Repetition of a Repetition: The Conquest of Algeria, and Louis Bertrand’s North African Latinité

Chapter:
(p.214) Eleven Repetition of a Repetition: The Conquest of Algeria, and Louis Bertrand’s North African Latinité
Source:
The Conquest of Ruins
Author(s):
Julia Hell
Publisher:
University of Chicago Press
DOI:10.7208/chicago/9780226588223.003.0012

This chapter begins with a discussion of the French conquest of Algeria as a process that seeks to uncover the Muslim country’s Roman foundations.

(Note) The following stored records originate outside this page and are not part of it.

//! Data models for the news API wire format and normalized articles.
//!
//! This module defines the core data structures used throughout the
//! application:
//! - [`ApiEnvelope`]: The response envelope returned by the news API
//! - [`RawArticle`]: An article exactly as the API returned it, every
//!   field optional
//! - [`NormalizedArticle`]: The fixed-shape record produced by the
//!   normalizer and consumed by every sink
//!
//! Wire-format structs use `#[serde(rename)]` where the API's camelCase
//! names differ from Rust field names.

use serde::{Deserialize, Serialize};

/// Response envelope shared by the `top-headlines` and `everything`
/// endpoints.
///
/// On success `status` is `"ok"` and `articles` holds the results; on
/// failure `status` carries an error code and `message` the detail. Both
/// list fields default so an error payload still deserializes.
#[derive(Debug, Deserialize)]
pub struct ApiEnvelope {
    /// `"ok"` on success, an error code otherwise.
    pub status: String,
    /// Total number of results the API claims to have for the query.
    /// Informational only; it routinely exceeds the page returned.
    #[serde(rename = "totalResults", default)]
    pub total_results: u64,
    /// The page of raw articles, empty on error responses.
    #[serde(default)]
    pub articles: Vec<RawArticle>,
    /// Human-readable error detail, present when `status` is not `"ok"`.
    pub message: Option<String>,
}

/// The publication a raw article came from.
#[derive(Debug, Clone, Deserialize)]
pub struct RawSource {
    /// Publication name, e.g. `"TechNews"`. Null for some outlets.
    pub name: Option<String>,
}

/// An article exactly as returned by the news API.
///
/// Every field is optional; the API omits or nulls fields freely
/// depending on the outlet. Defaulting happens in the normalizer, not
/// here, so this struct stays a faithful image of the wire format.
#[derive(Debug, Clone, Default, Deserialize)]
pub struct RawArticle {
    /// The publication this article came from.
    pub source: Option<RawSource>,
    /// Article author byline.
    pub author: Option<String>,
    /// Article headline.
    pub title: Option<String>,
    /// Short abstract of the article.
    pub description: Option<String>,
    /// Link to the full article.
    pub url: Option<String>,
    /// Publication time, ISO-8601.
    #[serde(rename = "publishedAt")]
    pub published_at: Option<String>,
    /// Leading portion of the article body.
    pub content: Option<String>,
}

/// A fixed-shape article record with defaults applied, ready for
/// persistence.
///
/// Created once per raw article by [`crate::normalize::normalize`] and
/// never mutated afterwards. The `id` is unique within a run only: it is
/// the run's second-granularity timestamp plus the article's ordinal
/// position in the batch.
#[derive(Debug, Clone, PartialEq, Deserialize, Serialize)]
pub struct NormalizedArticle {
    /// `{run_timestamp}_{ordinal}`, the table sink's primary key.
    pub id: String,
    /// Headline, `"No title"` when the API had none.
    pub title: String,
    /// Publication name, empty when the API had none.
    pub source: String,
    /// Author byline, `"Unknown"` when the API had none.
    pub author: String,
    /// Short abstract, empty when the API had none.
    pub description: String,
    /// Link to the full article.
    pub url: String,
    /// Publication time as reported by the API, ISO-8601.
    pub published_at: String,
    /// Time this record was normalized, ISO-8601.
    pub fetched_at: String,
    /// Article body, truncated to the first 1000 characters.
    pub content: String,
}
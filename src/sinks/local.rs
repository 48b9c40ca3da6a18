//! Local-file sink.
//!
//! Serializes the full normalized batch as one JSON document named
//! `news_{YYYYMMDD_HHMMSS}.json` in the configured output directory
//! (the working directory by default).

use std::path::{Path, PathBuf};

use tokio::fs;
use tracing::{error, info, instrument};

use crate::error::SinkError;
use crate::models::NormalizedArticle;
use crate::utils::artifact_timestamp;

/// Write a normalized batch to a timestamped JSON file.
///
/// Creates `output_dir` if it does not exist yet.
///
/// # Returns
///
/// The path of the file written, or a [`SinkError`] if serialization or
/// the filesystem write failed.
#[instrument(level = "info", skip_all, fields(output_dir = %output_dir))]
pub async fn write_batch(
    articles: &[NormalizedArticle],
    output_dir: &str,
) -> Result<PathBuf, SinkError> {
    let json = super::encode_batch(articles)?;

    if let Err(e) = fs::create_dir_all(output_dir).await {
        error!(%output_dir, error = %e, "Failed to create output dir");
        return Err(e.into());
    }

    let filename = format!("news_{}.json", artifact_timestamp());
    let path = Path::new(output_dir).join(filename);

    fs::write(&path, json).await?;
    info!(path = %path.display(), count = articles.len(), "Wrote news batch");

    Ok(path)
}
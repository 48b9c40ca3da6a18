//! Normalization of raw API articles into fixed-shape records.
//!
//! The news API omits or nulls fields freely, so every optional field
//! gets a documented default here: missing titles become `"No title"`,
//! missing authors `"Unknown"`, and the remaining text fields the empty
//! string. Body content is capped at the first 1000 characters.
//!
//! Ids are `{run_timestamp}_{ordinal}`. The run timestamp has second
//! granularity, so uniqueness holds within a run but not across runs
//! started inside the same second.

use chrono::Local;

use crate::models::{NormalizedArticle, RawArticle};
use crate::utils::truncate_chars;

/// Maximum number of characters of article body kept on a normalized
/// record.
pub const MAX_CONTENT_CHARS: usize = 1000;

/// Map a raw article onto a [`NormalizedArticle`].
///
/// Pure apart from reading the clock for `fetched_at`. The same raw
/// article normalized at the same position with the same run stamp
/// differs only in that field.
///
/// # Arguments
///
/// * `raw` - The article as returned by the API
/// * `index` - Ordinal position of the article within the fetched batch
/// * `run_stamp` - The run's `YYYYMMDDHHMMSS` timestamp, shared by the
///   whole batch
pub fn normalize(raw: &RawArticle, index: usize, run_stamp: &str) -> NormalizedArticle {
    let source = raw
        .source
        .as_ref()
        .and_then(|s| s.name.clone())
        .unwrap_or_default();

    let content = raw
        .content
        .as_deref()
        .map(|c| truncate_chars(c, MAX_CONTENT_CHARS))
        .unwrap_or_default();

    NormalizedArticle {
        id: format!("{}_{}", run_stamp, index),
        title: raw.title.clone().unwrap_or_else(|| "No title".to_string()),
        source,
        author: raw.author.clone().unwrap_or_else(|| "Unknown".to_string()),
        description: raw.description.clone().unwrap_or_default(),
        url: raw.url.clone().unwrap_or_default(),
        published_at: raw.published_at.clone().unwrap_or_default(),
        fetched_at: Local::now().to_rfc3339(),
        content,
    }
}

/// Normalize a whole fetched batch in order.
///
/// Ordinal positions start at zero, so a batch of N articles yields ids
/// `{run_stamp}_0` through `{run_stamp}_{N-1}`.
pub fn normalize_batch(raw: &[RawArticle], run_stamp: &str) -> Vec<NormalizedArticle> {
    raw.iter()
        .enumerate()
        .map(|(index, article)| normalize(article, index, run_stamp))
        .collect()
}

The author then shifts the focus to Louis Bertrand, the colonial author and radical-conservative critic of European modernity. Bertrand celebrated North African Latinité, and depicted the genesis of this idea as his epiphany in the ruins of Tipasa. The author foregrounds Bertrand’s definition of Muslims as the barbarian enemy and his theo-politics of Roman ruins. The chapter concludes with Bertrand’s proposal to resurrect Roman Carthage as France’s North African Rome by restructuring its ruined core. The author argues that Bertrand’s project of resurrecting Carthage as France’s “golden city” resonates with J. M. Turner’s depiction of the Carthaginian stage in The Decline of the Carthaginian Empire.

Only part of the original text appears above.